## Your task
Note how many lines of the material that follows include the string "nonexistent", and state only that number.

## Record set
· · ·

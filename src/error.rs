//! Error taxonomy for snapshot collection.
//!
//! Every variant except [`CollectError::Archive`] is scoped to a single
//! collectible or discovery producer: the orchestrator logs it, records it and
//! moves on. An `Archive` error means the output sink is broken and the run
//! cannot produce a usable archive.

use std::io;
use std::path::PathBuf;
use std::time::Duration;

use thiserror::Error;

/// Errors raised while materializing collectibles or writing the archive.
#[derive(Debug, Error)]
pub enum CollectError {
    /// The executable could not be resolved on the search path.
    #[error("could not find {program:?} in PATH")]
    NotFound { program: String },

    /// A command with no arguments at all.
    #[error("cannot run empty command")]
    EmptyCommand,

    /// The command did not finish before its deadline and was killed.
    #[error("timed out after {duration:?} running command: {command:?}")]
    Timeout { command: String, duration: Duration },

    /// The command could not be started, exited non-zero, or its output
    /// could not be read.
    #[error("command {command:?} failed: {reason}")]
    CommandFailed { command: String, reason: String },

    /// A source file could not be opened.
    #[error("failed to open {}: {source}", path.display())]
    Open {
        path: PathBuf,
        #[source]
        source: io::Error,
    },

    /// A source file was opened but could not be read to the end.
    #[error("failed to read {}: {source}", path.display())]
    Read {
        path: PathBuf,
        #[source]
        source: io::Error,
    },

    /// A structured document did not have the expected shape.
    #[error("malformed document: {0}")]
    MalformedDocument(String),

    /// A discovery producer could not be queried.
    #[error("{producer} unavailable: {reason}")]
    ProducerUnavailable { producer: &'static str, reason: String },

    /// The entry or link name cannot be stored in a tar archive.
    #[error("invalid archive name {0:?}: must be non-empty and free of `..` components")]
    InvalidName(String),

    /// Writing to the output archive failed.
    #[error("archive write failed: {0}")]
    Archive(#[source] io::Error),
}

impl CollectError {
    /// Whether this error should abort the whole run.
    pub fn is_fatal(&self) -> bool {
        matches!(self, CollectError::Archive(_))
    }

    /// Whether the underlying cause looks like a missing permission.
    pub fn is_permission_denied(&self) -> bool {
        match self {
            CollectError::Open { source, .. } | CollectError::Read { source, .. } => {
                source.kind() == io::ErrorKind::PermissionDenied
            }
            CollectError::ProducerUnavailable { reason, .. }
            | CollectError::CommandFailed { reason, .. } => {
                reason.contains("Permission denied") || reason.contains("permission denied")
            }
            _ => false,
        }
    }
}

#[cfg(test)]
mod tests {
    use super::*;

    #[test]
    fn test_error_messages() {
        let err = CollectError::NotFound { program: "nonexistent".to_string() };
        assert_eq!(err.to_string(), r#"could not find "nonexistent" in PATH"#);

        let err = CollectError::EmptyCommand;
        assert_eq!(err.to_string(), "cannot run empty command");

        let err = CollectError::Timeout {
            command: "sleep 10".to_string(),
            duration: Duration::from_secs(1),
        };
        assert!(err.to_string().contains("timed out after 1s"));
    }

    #[test]
    fn test_only_archive_errors_are_fatal() {
        assert!(CollectError::Archive(io::Error::new(io::ErrorKind::Other, "disk full")).is_fatal());
        assert!(!CollectError::EmptyCommand.is_fatal());
        assert!(!CollectError::InvalidName("/commands/ls_/..".to_string()).is_fatal());
        assert!(!CollectError::ProducerUnavailable {
            producer: "docker",
            reason: "no such directory".to_string(),
        }
        .is_fatal());
    }

    #[test]
    fn test_permission_detection() {
        let err = CollectError::Open {
            path: PathBuf::from("/etc/shadow"),
            source: io::Error::from(io::ErrorKind::PermissionDenied),
        };
        assert!(err.is_permission_denied());

        let err = CollectError::Open {
            path: PathBuf::from("/missing"),
            source: io::Error::from(io::ErrorKind::NotFound),
        };
        assert!(!err.is_permission_denied());

        let err = CollectError::ProducerUnavailable {
            producer: "docker",
            reason: "Permission denied (os error 13)".to_string(),
        };
        assert!(err.is_permission_denied());
    }
}
use anyhow::{Context, Result};
use serde::{Deserialize, Serialize};
use serde_json::json;
use uuid::Uuid;

use crate::collectors::failure_tracker::SkippedItem;

/// One entry that made it into the archive.
#[derive(Serialize, Deserialize, Debug, Clone, PartialEq, Eq)]
pub struct CollectedEntry {
    pub name: String,
    pub size: u64,
    pub sha256: String,
    #[serde(default, skip_serializing_if = "Option::is_none")]
    pub link: Option<String>,
}

/// Create a JSON summary of the snapshot.
///
/// The summary is written as the last regular entry of the archive and lists
/// everything that was collected, with digests, and everything that was
/// skipped, with the reason.
///
/// # Example Output
///
/// ```json
/// {
///   "collection_id": "550e8400-e29b-41d4-a716-446655440000",
///   "hostname": "node-01",
///   "collection_time": "2024-01-15T14:30:52Z",
///   "collector_version": "0.1.0",
///   "danger": false,
///   "entry_count": 42,
///   "entries": [...],
///   "skipped": [...]
/// }
/// ```
pub fn create_collection_summary(
    hostname: &str,
    timestamp: &str,
    danger: bool,
    entries: &[CollectedEntry],
    skipped: &[SkippedItem],
) -> Result<String> {
    let summary = json!({
        "collection_id": Uuid::new_v4().to_string(),
        "hostname": hostname,
        "collection_time": timestamp,
        "os_version": std::env::consts::OS,
        "collector_version": env!("CARGO_PKG_VERSION"),
        "danger": danger,
        "entry_count": entries.len(),
        "entries": entries,
        "skipped_count": skipped.len(),
        "skipped": skipped,
    });

    serde_json::to_string_pretty(&summary).context("Failed to serialize collection summary to JSON")
}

· · ·

## Written solution
2